Ein besonderer Hochgenuss dürfte dieser Film für Kenner und Liebhaber von Stummfilm-Meisterregisseuren wie Murnau, Pabst, Dreyer, Abel Gance sein, denen Pablo Berger mit diesem Film einerseits ein Denkmal, eine Hommage setzen möchte, die er aber mit diesem Film mit ihren speziellen Kinofertigkeiten, wie mittels einer Lektion über das Filmemachen der Vergessenheit entreißen will.

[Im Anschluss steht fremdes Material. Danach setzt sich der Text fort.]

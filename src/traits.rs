//! Ordering and error types shared by the heap
//!
//! This module provides the seam between [`MinHeap`](crate::min_heap::MinHeap)
//! and the caller's notion of "smaller":
//!
//! - [`Comparator`]: single-method ordering interface, implemented for any
//!   `Fn(&K, &K) -> Ordering` closure
//! - [`NaturalOrder`] / [`ReverseOrder`]: zero-sized comparators backed by [`Ord`]
//! - [`HeapError`]: the error returned when querying an empty heap

use std::cmp::Ordering;
use thiserror::Error;

/// Error type for heap operations
#[derive(Error, Debug, Clone, Copy, PartialEq, Eq)]
pub enum HeapError {
    /// `min` or `extract_min` was called on an empty heap
    #[error("heap underflow: the heap is empty")]
    Underflow,
}

/// A total preorder over `K`
///
/// The heap holds one comparator for its whole lifetime and consults it for
/// every sift step. The comparator must be consistent and transitive; if it
/// is not, the order of extracted elements is unspecified, but every heap
/// operation still terminates and stays memory safe.
///
/// Any closure `Fn(&K, &K) -> Ordering` is a comparator:
///
/// ```rust
/// use comparator_heap::min_heap::MinHeap;
///
/// // Order strings by length, shortest first
/// let mut heap: MinHeap<&str, _> = MinHeap::new(|a: &&str, b: &&str| a.len().cmp(&b.len()));
/// heap.insert("three");
/// heap.insert("a");
/// heap.insert("to");
///
/// assert_eq!(heap.extract_min(), Ok("a"));
/// ```
pub trait Comparator<K> {
    /// Compares `a` with `b`; `Ordering::Less` means `a` is extracted first
    fn compare(&self, a: &K, b: &K) -> Ordering;
}

impl<K, F> Comparator<K> for F
where
    F: Fn(&K, &K) -> Ordering,
{
    #[inline]
    fn compare(&self, a: &K, b: &K) -> Ordering {
        self(a, b)
    }
}

/// Orders keys by their [`Ord`] implementation, smallest first
#[derive(Debug, Clone, Copy, Default, PartialEq, Eq, Hash)]
pub struct NaturalOrder;

impl<K: Ord> Comparator<K> for NaturalOrder {
    #[inline]
    fn compare(&self, a: &K, b: &K) -> Ordering {
        a.cmp(b)
    }
}

/// Orders keys by the reverse of their [`Ord`] implementation, largest first
///
/// Turns [`MinHeap`](crate::min_heap::MinHeap) into a max-heap, the way
/// `std::cmp::Reverse` does for `BinaryHeap`.
#[derive(Debug, Clone, Copy, Default, PartialEq, Eq, Hash)]
pub struct ReverseOrder;

impl<K: Ord> Comparator<K> for ReverseOrder {
    #[inline]
    fn compare(&self, a: &K, b: &K) -> Ordering {
        b.cmp(a)
    }
}
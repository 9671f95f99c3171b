//! JSON decoding of configuration documents.

use std::collections::BTreeMap;
use std::path::Path;

use figment::{
    Figment,
    providers::{Format, Json},
};
use serde::Deserialize;
use serde_json::Value as JsonValue;

use crate::ConfigResult;
use crate::document::{ConfigDocument, ConfigEntry};
use crate::value::Scalar;

use super::error::{decode_error, empty_document, malformed_entry};

/// Shape of one entry before its values are narrowed to scalars.
#[derive(Debug, Deserialize)]
struct RawEntry {
    value: JsonValue,
    #[serde(default)]
    settings: Option<BTreeMap<String, JsonValue>>,
}

/// Mirrors the truthiness rules the documents were historically checked with.
fn is_falsy(value: &JsonValue) -> bool {
    match value {
        JsonValue::Null => true,
        JsonValue::Bool(flag) => !flag,
        JsonValue::Number(number) => number.as_f64().is_some_and(|n| n == 0.0),
        JsonValue::String(text) => text.is_empty(),
        JsonValue::Array(items) => items.is_empty(),
        JsonValue::Object(map) => map.is_empty(),
    }
}

fn narrow_entry(path: &Path, key: &str, raw: RawEntry) -> ConfigResult<ConfigEntry> {
    let value = Scalar::from_json(&raw.value)
        .map_err(|message| malformed_entry(path, key, format!("value: {message}")))?;
    let mut entry = ConfigEntry::new(value);
    for (sub_key, raw_value) in raw.settings.unwrap_or_default() {
        let sub_value = Scalar::from_json(&raw_value).map_err(|message| {
            malformed_entry(path, key, format!("settings.{sub_key}: {message}"))
        })?;
        entry.settings.insert(sub_key, sub_value);
    }
    Ok(entry)
}

/// Parse a JSON document into a [`ConfigDocument`].
///
/// The text is validated with `serde_json` first so syntax errors and falsy
/// documents are reported against this file before Figment decodes the
/// entry shape (and names the offending key on failure).
///
/// # Errors
///
/// Returns [`crate::ConfigError::Decode`] for invalid JSON or a wrong entry
/// shape, [`crate::ConfigError::EmptyDocument`] for falsy content, and
/// [`crate::ConfigError::MalformedEntry`] for unsupported value kinds.
pub(super) fn parse_document(path: &Path, data: &str) -> ConfigResult<ConfigDocument> {
    let probe: JsonValue = serde_json::from_str(data).map_err(|e| decode_error(path, e))?;
    if is_falsy(&probe) {
        return Err(empty_document(path));
    }

    let raw: BTreeMap<String, RawEntry> = Figment::from(Json::string(data))
        .extract()
        .map_err(|e| decode_error(path, e))?;

    raw.into_iter()
        .map(|(key, entry)| narrow_entry(path, &key, entry).map(|narrowed| (key, narrowed)))
        .collect()
}
//! Host platform detection used to pick the default document.

use std::fmt;

/// Platforms the automation framework ships default documents for.
#[derive(Debug, Clone, Copy, PartialEq, Eq, Hash)]
pub enum Platform {
    /// Linux hosts.
    Linux,
    /// macOS hosts.
    MacOs,
    /// Windows hosts.
    Windows,
    /// Any other host; resolves to an empty identifier rather than failing.
    Unknown,
}

impl Platform {
    /// Returns the platform the process is running on.
    #[must_use]
    pub fn current() -> Self {
        Self::from_os_name(std::env::consts::OS)
    }

    /// Normalises an operating-system family name.
    ///
    /// Matching is case-insensitive and accepts the spellings reported by
    /// common runtimes (`linux2`, `darwin`, `win32`).
    ///
    /// # Examples
    ///
    /// ```
    /// use harness_config::Platform;
    ///
    /// assert_eq!(Platform::from_os_name("Darwin"), Platform::MacOs);
    /// assert_eq!(Platform::from_os_name("freebsd"), Platform::Unknown);
    /// ```
    #[must_use]
    pub fn from_os_name(name: &str) -> Self {
        match name.trim().to_ascii_lowercase().as_str() {
            "linux" | "linux2" => Self::Linux,
            "darwin" | "macos" => Self::MacOs,
            "win32" | "windows" => Self::Windows,
            _ => Self::Unknown,
        }
    }

    /// Identifier embedded in the default document name.
    #[must_use]
    pub const fn identifier(self) -> &'static str {
        match self {
            Self::Linux => "Linux",
            Self::MacOs => "macOS",
            Self::Windows => "Windows",
            Self::Unknown => "",
        }
    }

    /// File name of the default document for this platform.
    ///
    /// ```
    /// use harness_config::Platform;
    ///
    /// assert_eq!(
    ///     Platform::Linux.default_document_name(),
    ///     "default_Linux_configuration.json"
    /// );
    /// ```
    #[must_use]
    pub fn default_document_name(self) -> String {
        format!("default_{}_configuration.json", self.identifier())
    }
}

impl fmt::Display for Platform {
    fn fmt(&self, f: &mut fmt::Formatter<'_>) -> fmt::Result {
        match self {
            Self::Unknown => f.write_str("unknown"),
            other => f.write_str(other.identifier()),
        }
    }
}

#[cfg(test)]
mod tests {
    use super::Platform;
    use rstest::rstest;

    #[rstest]
    #[case("linux", Platform::Linux)]
    #[case("Linux2", Platform::Linux)]
    #[case("darwin", Platform::MacOs)]
    #[case("macos", Platform::MacOs)]
    #[case("win32", Platform::Windows)]
    #[case("Windows", Platform::Windows)]
    #[case("haiku", Platform::Unknown)]
    #[case("", Platform::Unknown)]
    fn normalises_os_names(#[case] raw: &str, #[case] expected: Platform) {
        assert_eq!(Platform::from_os_name(raw), expected);
    }

    #[test]
    fn unknown_platform_keeps_permissive_document_name() {
        assert_eq!(
            Platform::Unknown.default_document_name(),
            "default__configuration.json"
        );
    }

    #[cfg(target_os = "linux")]
    #[test]
    fn current_platform_on_linux() {
        assert_eq!(Platform::current(), Platform::Linux);
    }
}
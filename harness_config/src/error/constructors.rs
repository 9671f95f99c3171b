//! Constructors and inspection helpers for `ConfigError`.

use std::path::{Path, PathBuf};
use std::sync::Arc;

use super::ConfigError;

impl ConfigError {
    /// Returns the stage error underneath any [`ConfigError::Construction`]
    /// wrappers.
    ///
    /// # Examples
    ///
    /// ```
    /// use std::sync::Arc;
    /// use harness_config::ConfigError;
    ///
    /// let stage = Arc::new(ConfigError::MissingAttribute { name: "logs_path".into() });
    /// let err = ConfigError::construction(None, stage);
    /// assert!(matches!(err.root_cause(), ConfigError::MissingAttribute { .. }));
    /// ```
    #[must_use]
    pub fn root_cause(&self) -> &Self {
        let mut current = self;
        while let Self::Construction { source, .. } = current {
            current = source.as_ref();
        }
        current
    }

    /// Wraps a stage failure together with the sample document pointer.
    #[must_use]
    pub const fn construction(sample: Option<PathBuf>, source: Arc<Self>) -> Self {
        Self::Construction { sample, source }
    }

    /// Returns the sample document pointer carried by a construction failure.
    #[must_use]
    pub fn sample(&self) -> Option<&Path> {
        match self {
            Self::Construction { sample, .. } => sample.as_deref(),
            _ => None,
        }
    }
}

Schwarz-Weiß und stumm, aber mit einer zart orchestrierten Musik drüber. Berger hat lange vor Michel Hazanavicius an „The Artist“ mit seinem Film begonnen; hatte aber sehr lange Vorarbeiten und just im Moment, wo „The Artist“ in Cannes seine triumphale Geburt erlebte, stand Berger vorm Beginn seiner Dreharbeiten. Nicht dass es jetzt heißt, er sei ein Nachahmer. Ihn fasziniert diese gründliche Art des Filmemachens, des ganz genau Überlegens, was er erzählt, wie jemand darauf reagiert, was wichtig ist. Die Schauspieler sprechen ganz normal bei dem wenigen Text, den sie haben. Meist wird er in schöner Stummfilmmanier auf Tafeln eingeblendet.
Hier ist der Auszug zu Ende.